Then a second idea came to her. She would go to a phone box and call Connolly’s home phone. She didn’t know what the number was—she and Connolly had always chosen to rely, for safety’s sake, on his pager—but it was sure to be in the directory. If Mr. or Mrs. Connolly picked up, she would pretend to be one of his school friends. She couldn’t imagine why she hadn’t thought of this sooner.
The first phone box she tried was out of order. She was luckier with the nex
t one, which she found outside an off licence on Albany Way. It smelled of wet cigarettes and old pee, but it was operative. Once she had located the Connollys’ number in the book, she stood for a moment or two, practising her teenager’s voice. Then she picked up the receiver and dialled.
The receiver was clammy against her ear. When Connolly’s mother answered, Sheba was so astounded by her own temerity that, for a moment, she was unable to speak.
“Hello?” Mrs. Connolly repeated. Sheba could hear the noise of a television in the background.
“Yeah, hello,” Sheba said. “Is Steve there?” (I once persuaded Sheba to do a bit of her London schoolgirl for me; it’s astonishingly unconvincing.)
Mrs.

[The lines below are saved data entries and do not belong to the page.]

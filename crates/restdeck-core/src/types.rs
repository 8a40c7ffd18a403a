use serde::{Deserialize, Serialize};

/// A user record as served by the remote collection API.
#[derive(Debug, Clone, PartialEq, Eq, Serialize, Deserialize)]
pub struct User {
    pub id: i64,
    pub name: String,
    pub username: String,
    pub email: String,
}

/// A post record. `user_id` references a [`User`] id but the link is not
/// enforced anywhere; dangling references are tolerated by the view layer.
#[derive(Debug, Clone, PartialEq, Eq, Serialize, Deserialize)]
pub struct Post {
    pub id: i64,
    #[serde(rename = "userId")]
    pub user_id: i64,
    pub title: String,
}

/// Unsaved edit state for a user row. Doubles as the create/update request
/// body: the remote API accepts the same partial shape for both.
#[derive(Debug, Clone, Default, PartialEq, Eq, Serialize, Deserialize)]
pub struct UserDraft {
    pub name: String,
    pub username: String,
    pub email: String,
}

impl UserDraft {
    /// Seeds a draft from an existing record.
    #[must_use]
    pub fn from_user(user: &User) -> Self {
        Self {
            name: user.name.clone(),
            username: user.username.clone(),
            email: user.email.clone(),
        }
    }

    /// Returns true when every required field is non-empty.
    #[must_use]
    pub fn is_complete(&self) -> bool {
        !self.name.is_empty() && !self.username.is_empty() && !self.email.is_empty()
    }

    /// Builds the record that a completed draft appends locally.
    #[must_use]
    pub fn into_user(self, id: i64) -> User {
        User {
            id,
            name: self.name,
            username: self.username,
            email: self.email,
        }
    }
}

/// Unsaved edit state for a post row, and the update request body.
#[derive(Debug, Clone, Default, PartialEq, Eq, Serialize, Deserialize)]
pub struct PostDraft {
    #[serde(rename = "userId")]
    pub user_id: i64,
    pub title: String,
}

impl PostDraft {
    /// Seeds a draft from an existing record.
    #[must_use]
    pub fn from_post(post: &Post) -> Self {
        Self {
            user_id: post.user_id,
            title: post.title.clone(),
        }
    }
}

/// A post paired with its owning user, found by linear lookup on
/// `post.user_id == user.id`. View-only projection; owns nothing and is
/// recomputed on every render.
#[derive(Debug, Clone, Copy)]
pub struct JoinedRow<'row> {
    /// The post being displayed.
    pub post: &'row Post,
    /// The owning user, if one resolves.
    pub user: Option<&'row User>,
}

impl JoinedRow<'_> {
    /// Owner name, or a placeholder when the reference dangles.
    #[must_use]
    pub fn owner_name(&self) -> &str {
        self.user.map_or("Unknown", |user| user.name.as_str())
    }

    /// Owner username, or a placeholder when the reference dangles.
    #[must_use]
    pub fn owner_username(&self) -> &str {
        self.user.map_or("-", |user| user.username.as_str())
    }

    /// Owner email, or a placeholder when the reference dangles.
    #[must_use]
    pub fn owner_email(&self) -> &str {
        self.user.map_or("-", |user| user.email.as_str())
    }
}

#[cfg(test)]
mod tests {
    use super::*;
    use serde_json::{from_str, to_value};

    #[test]
    fn test_post_serde_field_names() {
        let post: Post = from_str(r#"{"id": 9, "userId": 5, "title": "Hi"}"#)
            .expect("Failed to parse post");
        assert_eq!(post.id, 9);
        assert_eq!(post.user_id, 5);
        assert_eq!(post.title, "Hi");

        let value = to_value(&post).expect("Failed to serialize post");
        assert!(value.get("userId").is_some(), "userId must round-trip");
        assert!(value.get("user_id").is_none(), "snake_case must not leak");
    }

    #[test]
    fn test_user_draft_completeness() {
        let mut draft = UserDraft::default();
        assert!(!draft.is_complete());

        draft.name = "Ann".to_owned();
        draft.username = "ann".to_owned();
        assert!(!draft.is_complete(), "email still missing");

        draft.email = "ann@example.com".to_owned();
        assert!(draft.is_complete());
    }

    #[test]
    fn test_user_draft_into_user() {
        let draft = UserDraft {
            name: "Ann".to_owned(),
            username: "ann".to_owned(),
            email: "ann@example.com".to_owned(),
        };
        let user = draft.into_user(4);
        assert_eq!(user.id, 4);
        assert_eq!(user.name, "Ann");
    }

    #[test]
    fn test_joined_row_placeholders() {
        let post = Post {
            id: 9,
            user_id: 5,
            title: "Hi".to_owned(),
        };

        let row = JoinedRow {
            post: &post,
            user: None,
        };
        assert_eq!(row.owner_name(), "Unknown");
        assert_eq!(row.owner_username(), "-");
        assert_eq!(row.owner_email(), "-");

        let user = User {
            id: 5,
            name: "Cid".to_owned(),
            username: "cid".to_owned(),
            email: "cid@example.com".to_owned(),
        };
        let row = JoinedRow {
            post: &post,
            user: Some(&user),
        };
        assert_eq!(row.owner_name(), "Cid");
        assert_eq!(row.owner_username(), "cid");
    }
}
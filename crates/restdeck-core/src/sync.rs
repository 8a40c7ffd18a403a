//! Synchronization helpers.

use std::sync::{Mutex, MutexGuard};

/// Extension trait for [`Mutex`] that treats poisoning as recoverable.
///
/// A poisoned lock means another thread panicked while holding the guard;
/// for the shared test fixtures in this workspace the panic itself is the
/// interesting failure, so the data behind the lock is still usable.
pub trait IgnoreLock<T> {
    /// Locks the mutex, returning the guard even if the lock is poisoned.
    fn lock_ignore_poison(&self) -> MutexGuard<'_, T>;
}

impl<T> IgnoreLock<T> for Mutex<T> {
    fn lock_ignore_poison(&self) -> MutexGuard<'_, T> {
        match self.lock() {
            Ok(guard) => guard,
            Err(poisoned) => poisoned.into_inner(),
        }
    }
}
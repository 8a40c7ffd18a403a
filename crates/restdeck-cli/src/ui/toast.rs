//! Stacking toast notifications.
//!
//! The TUI implementation of the notification sink: notices pile up in an
//! overlay and fall off after a fixed time-to-live. Fire-and-forget; no
//! caller ever observes delivery.

use std::time::{Duration, Instant};

use restdeck_core::{Notice, NotificationSink};

/// How long a toast stays on screen.
const TOAST_TTL: Duration = Duration::from_secs(5);

/// A notice with its arrival time.
pub struct Toast {
    /// The displayed notice.
    pub notice: Notice,
    /// When the notice arrived.
    created: Instant,
}

/// Stack of live toasts, oldest first.
#[derive(Default)]
pub struct ToastStack {
    /// Live toasts.
    toasts: Vec<Toast>,
}

impl ToastStack {
    /// Creates an empty stack.
    #[must_use]
    pub fn new() -> Self {
        Self::default()
    }

    /// Drops toasts older than the time-to-live.
    pub fn prune(&mut self) {
        self.prune_at(Instant::now());
    }

    /// Prune against an explicit clock, for tests.
    fn prune_at(&mut self, now: Instant) {
        self.toasts
            .retain(|toast| now.duration_since(toast.created) < TOAST_TTL);
    }

    /// Live toasts, oldest first.
    #[must_use]
    pub fn visible(&self) -> &[Toast] {
        &self.toasts
    }

    /// Whether any toast is live.
    #[must_use]
    pub fn is_empty(&self) -> bool {
        self.toasts.is_empty()
    }
}

impl NotificationSink for ToastStack {
    fn notify(&mut self, notice: Notice) {
        self.toasts.push(Toast {
            notice,
            created: Instant::now(),
        });
    }
}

Connolly didn’t reply. Sheba thought for a moment that she had put the phone down. But then she heard her shouting. “Steven! The phone!”
After a few moments, another phone was picked up, and Connolly came on the line. “Hello?”
“Steven? It’s me, Sheba. I’ve been trying to get through to you all day but you’ve had your pager off or something.”
“Oh.” She could tell by the nylon crackle in the background that he was lying in his bedroom on his Grand Prix bedspread.
“Are you all right?”
“Yeah. Fine.” His voice was blank.
“Don’t worry,” she said. “I pretended to be one of your friends. Listen, I’m nearby. On Albany Way. Can you come out for a bit and meet me?”
There was a long silence. “Steven?” she said.
“Nah, not really,” he replied. “It’s a bit difficult.”
“Please. I’ve been dying to see you. I need a hug.”
“Nah, I can’t make it.”
“Polly ran away,” she said. “I had to go and get her from Scotland.”
“Right.”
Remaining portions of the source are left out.